IEDs are simple, cheap, and deadly. “Improvised” does not mean that they are not sophisticated. Indeed, the internet has been a great enabler. Hostile actors quickly adapt to new situations and technology. And the means, methods, and purposes, of the use of IEDs varies in- and across- conflicts.
This all points to the fact that protecting our peacekeepers from the threat of IEDs is a complex task, requiring a comprehensive approach. And Norway fully supports the development of a ‘counter-improvised explosive device strategy’ by the UN Secretariat.
We need to understand the threat situation. This includes being able to gather, and analyse relevant information about hostile actors and their methods.
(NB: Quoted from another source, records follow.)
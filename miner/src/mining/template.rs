use medchain_core::{Block, BlockError, HealthReport, PoolEntry, SignatureScheme};
use tracing::warn;

/// Staging area the workers drain reports from
pub trait MempoolInterface: Send + Sync {
    /// Atomically remove up to `count` entries from the head
    fn take(&self, count: usize) -> Vec<PoolEntry>;

    /// Return entries a worker could not use
    fn restore(&self, entries: Vec<PoolEntry>);

    fn size(&self) -> usize;
}

/// Index and hash of the last block in the chain
#[derive(Debug, Clone, PartialEq, Eq)]
pub struct ChainTip {
    pub index: u64,
    pub hash: String,
}

/// Read access to the chain tip
pub trait ChainView: Send + Sync {
    fn tip(&self) -> ChainTip;
}

/// Outcome of filtering a drained batch
#[derive(Debug, Default)]
pub struct Selection {
    /// Verified reports, in pool order
    pub selected: Vec<HealthReport>,
    /// Pool entries the selected reports were decoded from
    pub selected_entries: Vec<PoolEntry>,
    /// Entries not examined because the target was already reached
    pub leftovers: Vec<PoolEntry>,
    /// Entries discarded for a bad signature or an undecodable payload
    pub invalid: usize,
}

impl Selection {
    pub fn is_complete(&self, target: usize) -> bool {
        self.selected.len() >= target
    }

    /// Entries that should go back to the pool when the batch is abandoned
    pub fn into_restorable(self) -> Vec<PoolEntry> {
        let mut entries = self.selected_entries;
        entries.extend(self.leftovers);
        entries
    }
}

/// A candidate block's contents before proof-of-work
#[derive(Debug, Clone)]
pub struct BlockTemplate {
    index: u64,
    previous_hash: String,
    difficulty: u32,
    reports: Vec<HealthReport>,
    entries: Vec<PoolEntry>,
}

impl BlockTemplate {
    /// Verify drained entries in order and keep up to `target` valid reports.
    ///
    /// Invalid or undecodable entries are dropped for good. Once the target is
    /// reached the remaining entries are left unexamined.
    pub fn select_transactions(
        entries: Vec<PoolEntry>,
        target: usize,
        scheme: &dyn SignatureScheme,
    ) -> Selection {
        let mut selection = Selection::default();
        let mut remaining = entries.into_iter();

        for entry in remaining.by_ref() {
            match HealthReport::from_entry(&entry) {
                Ok(report) if report.verify_signature(scheme) => {
                    selection.selected.push(report);
                    selection.selected_entries.push(entry);
                }
                Ok(report) => {
                    warn!(doctor_id = %report.doctor_id, "Invalid signature for report. Skipping.");
                    selection.invalid += 1;
                }
                Err(e) => {
                    warn!(error = %e, "Undecodable pool entry. Skipping.");
                    selection.invalid += 1;
                }
            }
            if selection.selected.len() >= target {
                break;
            }
        }

        selection.leftovers = remaining.collect();
        selection
    }

    /// Template extending `tip` with the selected reports
    pub fn new(tip: &ChainTip, selection: Selection, difficulty: u32) -> Self {
        Self {
            index: tip.index + 1,
            previous_hash: tip.hash.clone(),
            difficulty,
            reports: selection.selected,
            entries: selection.selected_entries,
        }
    }

    pub fn create_block(&self) -> Result<Block, BlockError> {
        Block::new(
            self.index,
            self.reports.clone(),
            self.previous_hash.clone(),
            self.difficulty,
        )
    }

    pub fn index(&self) -> u64 {
        self.index
    }

    pub fn previous_hash(&self) -> &str {
        &self.previous_hash
    }

    pub fn report_count(&self) -> usize {
        self.reports.len()
    }

    /// Pool entries backing this template, for requeueing
    pub fn into_entries(self) -> Vec<PoolEntry> {
        self.entries
    }
}

#[cfg(test)]
mod tests {
    use super::*;
    use medchain_core::{Ed25519Scheme, Vitals};
    use rand::rngs::OsRng;

    fn signed_entry(scheme: &Ed25519Scheme, patient: &str) -> PoolEntry {
        let keys = Ed25519Scheme::generate_keypair(&mut OsRng);
        let vitals = Vitals {
            blood_pressure: "120/80".to_string(),
            heart_rate: 70,
            spo2: "99%".to_string(),
            temperature: "98.4 F".to_string(),
        };
        let mut report = HealthReport::new(patient, "doctor_1", "fever", "cold", vitals, "No critical signs.")
            .with_public_key(scheme.serialize_public_key(&keys.public_key));
        report.sign(scheme, &keys.private_key).unwrap();
        report.to_entry().unwrap()
    }

    fn forged_entry(scheme: &Ed25519Scheme, patient: &str) -> PoolEntry {
        let mut entry = signed_entry(scheme, patient);
        entry["diagnosis"] = serde_json::json!("forged");
        entry
    }

    #[test]
    fn test_selection_stops_at_target() {
        let scheme = Ed25519Scheme::new();
        let entries: Vec<_> = (0..5).map(|i| signed_entry(&scheme, &format!("p{i}"))).collect();

        let selection = BlockTemplate::select_transactions(entries, 3, &scheme);
        assert_eq!(selection.selected.len(), 3);
        assert_eq!(selection.leftovers.len(), 2);
        assert_eq!(selection.invalid, 0);
        assert!(selection.is_complete(3));
        assert_eq!(selection.selected[0].patient_id, "p0");
        assert_eq!(selection.leftovers[0]["patient_id"], "p3");
    }

    #[test]
    fn test_invalid_entries_are_dropped() {
        let scheme = Ed25519Scheme::new();
        let entries = vec![
            signed_entry(&scheme, "p0"),
            forged_entry(&scheme, "p1"),
            serde_json::json!({"patient_id": "p2"}),
            signed_entry(&scheme, "p3"),
        ];

        let selection = BlockTemplate::select_transactions(entries, 3, &scheme);
        assert_eq!(selection.selected.len(), 2);
        assert_eq!(selection.invalid, 2);
        assert!(selection.leftovers.is_empty());
        assert!(!selection.is_complete(3));

        let restorable = selection.into_restorable();
        assert_eq!(restorable.len(), 2);
        assert_eq!(restorable[0]["patient_id"], "p0");
        assert_eq!(restorable[1]["patient_id"], "p3");
    }

    #[test]
    fn test_template_extends_tip() {
        let scheme = Ed25519Scheme::new();
        let entries: Vec<_> = (0..2).map(|i| signed_entry(&scheme, &format!("p{i}"))).collect();
        let selection = BlockTemplate::select_transactions(entries, 2, &scheme);

        let tip = ChainTip {
            index: 4,
            hash: "00ff".repeat(16),
        };
        let template = BlockTemplate::new(&tip, selection, 2);
        assert_eq!(template.index(), 5);
        assert_eq!(template.report_count(), 2);

        let block = template.create_block().unwrap();
        assert_eq!(block.index(), 5);
        assert_eq!(block.previous_hash(), tip.hash);
        assert_eq!(block.difficulty(), 2);
        assert_eq!(block.nonce(), 0);
        assert_eq!(template.into_entries().len(), 2);
    }
}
And interaction with host countries, and the local population is key.
We must be prepared for the threat. Our peacekeepers need to be properly trained and equipped. And in this regard, Norway supports the deployment of specialised mobile training teams, in partnership with the UN Mine Action Service.
We must also strengthen our ability to detect and defeat the threat. It is important that we explore the use of new technology - such as Unmanned Aerial Systems - to detect activities in the area of operations, and along routes of transportation.
Continued support for the Mine Ban Convention is also fundamental. The convention has established a norm against indiscriminate weapons such as anti-personnel mines. And we must pursue all relevant avenues to ensure that those using IEDs in violation of international humanitarian law are held to account.
There is no easy solution, but we owe it to our peacekeepers to minimize the risks they run in the pursuit of the safety of others.